-
Notifications
You must be signed in to change notification settings - Fork 7
feature request: --as_geodataframe magic argument to support geopandas GeoDataFrame results #90
Description
Is your feature request related to a problem? Please describe.
When using the bigquery %%bigquery cell magic, there is no ability to return the result as a GeoPandas GeoDataFrame when the expected results include GEOGRAPHY columns. This leads to repeated post-processing when performing geospatial analysis.
Describe the solution you'd like
An ideal solution would be to add an argument (e.g. --as_geodataframe) so that the magic itself could implicitly perform the conversion.

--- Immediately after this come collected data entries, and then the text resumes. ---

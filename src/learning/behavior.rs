//! CLI usage and behavior learning
//!
//! Every observed command run updates the CLI pattern for its program and
//! is offered to a table of behavior strategies. A strategy is a predicate
//! plus the behavior pattern it strengthens, so new habits are a table
//! entry rather than another branch.

use chrono::Utc;
use serde::Serialize;
use std::collections::HashMap;
use tracing::debug;

use super::patterns::{cli_pattern_id, BehaviorKind, BehaviorPattern, CliPattern};
use super::store::{CommandRecord, PatternState};

/// Runs before a CLI pattern is judged unreliable
const MIN_RUNS_FOR_ADVICE: u64 = 3;

/// Success rate (percent) under which a program is flagged
const LOW_SUCCESS_RATE: f64 = 50.0;

/// What a strategy gets to look at
pub struct Observation<'a> {
    pub command: &'a str,
    pub program: &'a str,
    pub success: bool,
    /// The run observed just before this one, if any
    pub previous: Option<&'a CommandRecord>,
}

/// Predicate → behavior pattern entry
pub struct BehaviorStrategy {
    pub pattern_id: &'static str,
    pub kind: BehaviorKind,
    pub description: &'static str,
    pub recommendation: &'static str,
    pub applies: fn(&Observation<'_>) -> bool,
}

fn contains_any(text: &str, needles: &[&str]) -> bool {
    let lower = text.to_lowercase();
    needles.iter().any(|n| lower.contains(n))
}

/// Built-in strategies
pub fn default_strategies() -> Vec<BehaviorStrategy> {
    vec![
        BehaviorStrategy {
            pattern_id: "error_recovery",
            kind: BehaviorKind::ErrorRecovery,
            description: "Repair commands are run after failures",
            recommendation: "Capture the failing output before running repair commands",
            applies: |obs| !obs.success && contains_any(obs.command, &["fix", "repair"]),
        },
        BehaviorStrategy {
            pattern_id: "validation_first",
            kind: BehaviorKind::ValidationFirst,
            description: "Validation commands succeed before changes are applied",
            recommendation: "Keep running validation before applying changes",
            applies: |obs| obs.success && contains_any(obs.command, &["validate", "check"]),
        },
        BehaviorStrategy {
            pattern_id: "successful_workflow",
            kind: BehaviorKind::SuccessfulWorkflow,
            description: "A program succeeds right after it failed",
            recommendation: "Record what changed between the failed and the successful run",
            applies: |obs| {
                obs.success
                    && obs.previous.is_some_and(|prev| {
                        !prev.success && prev.command.split_whitespace().next() == Some(obs.program)
                    })
            },
        },
    ]
}

/// Outcome of one observation
#[derive(Debug, Clone, Default, PartialEq, Serialize)]
pub struct CommandLearning {
    pub cli_pattern_id: String,
    pub new_cli_pattern: bool,
    pub success_rate: f64,
    pub behaviors_updated: Vec<String>,
}

/// Fold one command run into the state
pub fn learn_command(
    state: &mut PatternState,
    strategies: &[BehaviorStrategy],
    command: &str,
    success: bool,
    context: &HashMap<String, String>,
    history_cap: usize,
) -> Option<CommandLearning> {
    let program = command.split_whitespace().next()?.to_string();
    let id = cli_pattern_id(&program);

    let new_cli_pattern = !state.collections.cli_patterns.contains_key(&id);
    let pattern = state
        .collections
        .cli_patterns
        .entry(id.clone())
        .or_insert_with(|| CliPattern::new(&program));
    pattern.record_run(success);
    pattern.context.extend(context.iter().map(|(k, v)| (k.clone(), v.clone())));
    if pattern.frequency >= MIN_RUNS_FOR_ADVICE && pattern.success_rate < LOW_SUCCESS_RATE {
        pattern.recommend(format!(
            "'{}' fails in most runs; check `{} --help` and its arguments before running",
            program, program
        ));
    }
    let success_rate = pattern.success_rate;

    let matching: Vec<&BehaviorStrategy> = {
        let observation = Observation {
            command,
            program: &program,
            success,
            previous: state.command_history.back(),
        };
        strategies.iter().filter(|s| (s.applies)(&observation)).collect()
    };

    let mut behaviors_updated = Vec::new();
    for strategy in matching {
        let behavior = state
            .collections
            .behavior_patterns
            .entry(strategy.pattern_id.to_string())
            .or_insert_with(|| BehaviorPattern::new(strategy.pattern_id, strategy.kind, strategy.description));
        behavior.observe(command, if success { "success" } else { "failure" });
        if !behavior.recommendations.iter().any(|r| r == strategy.recommendation) {
            behavior.recommendations.push(strategy.recommendation.to_string());
        }
        debug!(pattern_id = %strategy.pattern_id, confidence = behavior.confidence, "Behavior pattern strengthened");
        behaviors_updated.push(strategy.pattern_id.to_string());
    }

    state.push_command(
        CommandRecord {
            command: command.to_string(),
            success,
            timestamp: Utc::now(),
        },
        history_cap,
    );
    state.touch();

    Some(CommandLearning {
        cli_pattern_id: id,
        new_cli_pattern,
        success_rate,
        behaviors_updated,
    })
}

#[cfg(test)]
mod tests {
    use super::*;

    fn observe(state: &mut PatternState, command: &str, success: bool) -> CommandLearning {
        learn_command(state, &default_strategies(), command, success, &HashMap::new(), 100).unwrap()
    }

    #[test]
    fn test_cli_pattern_keyed_by_program() {
        let mut state = PatternState::default();
        let first = observe(&mut state, "cargo build", true);
        assert!(first.new_cli_pattern);
        let second = observe(&mut state, "cargo test", false);
        assert!(!second.new_cli_pattern);
        assert_eq!(second.cli_pattern_id, "cli_cargo");
        assert_eq!(second.success_rate, 50.0);
        assert_eq!(state.collections.cli_patterns["cli_cargo"].command_sequence, vec!["cargo"]);
    }

    #[test]
    fn test_empty_command_is_ignored() {
        let mut state = PatternState::default();
        assert!(learn_command(&mut state, &default_strategies(), "   ", true, &HashMap::new(), 10).is_none());
        assert!(state.command_history.is_empty());
    }

    #[test]
    fn test_low_success_rate_recommendation() {
        let mut state = PatternState::default();
        for _ in 0..3 {
            observe(&mut state, "deploy --now", false);
        }
        let pattern = &state.collections.cli_patterns["cli_deploy"];
        assert_eq!(pattern.recommendations.len(), 1);
        assert!(pattern.recommendations[0].contains("--help"));
    }

    #[test]
    fn test_behavior_strategies() {
        let mut state = PatternState::default();
        let result = observe(&mut state, "npm run fix-lint", false);
        assert_eq!(result.behaviors_updated, vec!["error_recovery"]);

        let result = observe(&mut state, "npm run check", true);
        assert!(result.behaviors_updated.contains(&"validation_first".to_string()));
        assert!(result.behaviors_updated.contains(&"successful_workflow".to_string()));

        let recovery = &state.collections.behavior_patterns["error_recovery"];
        assert_eq!(recovery.frequency, 1);
        assert!(recovery.confidence <= 0.9);
    }

    #[test]
    fn test_history_is_bounded() {
        let mut state = PatternState::default();
        for i in 0..5 {
            learn_command(&mut state, &default_strategies(), &format!("echo {i}"), true, &HashMap::new(), 3);
        }
        assert_eq!(state.command_history.len(), 3);
        assert_eq!(state.command_history.front().unwrap().command, "echo 2");
    }
}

# this example would use the default behavior of GeoDataFrame and convert the column named 'geometry'
%%bigquery df --as_geodataframe
SELECT
col1,
col2,
geometry,
...
...
FROM ...
This could be done by leveraging the existing QueryJob.to_geodataframe method.
The same argument could be used to selected specific geometry column:
%%bigquery df --as_geodataframe geography_col
SELECT
col1,
col2,
geography_col,
...
...
FROM ...
Optional: The argument could also be a dictionary if more options need to be passed into QueryJob.to_geodataframe
Describe alternatives you've considered
Currently using a workaround function to post-process the resulting pandas DataFrame using both shapely and geopandas as follows:
import shapely
import geopandas as gpd
def pandas_to_geopandas(df, col='geometry'):
# example geometry column
col = 'geometry_column'
# use shapely library to parse WKT strings into shapely Geometry based objects
df[col] = df[col].dropna().apply(shapely.from_wkt)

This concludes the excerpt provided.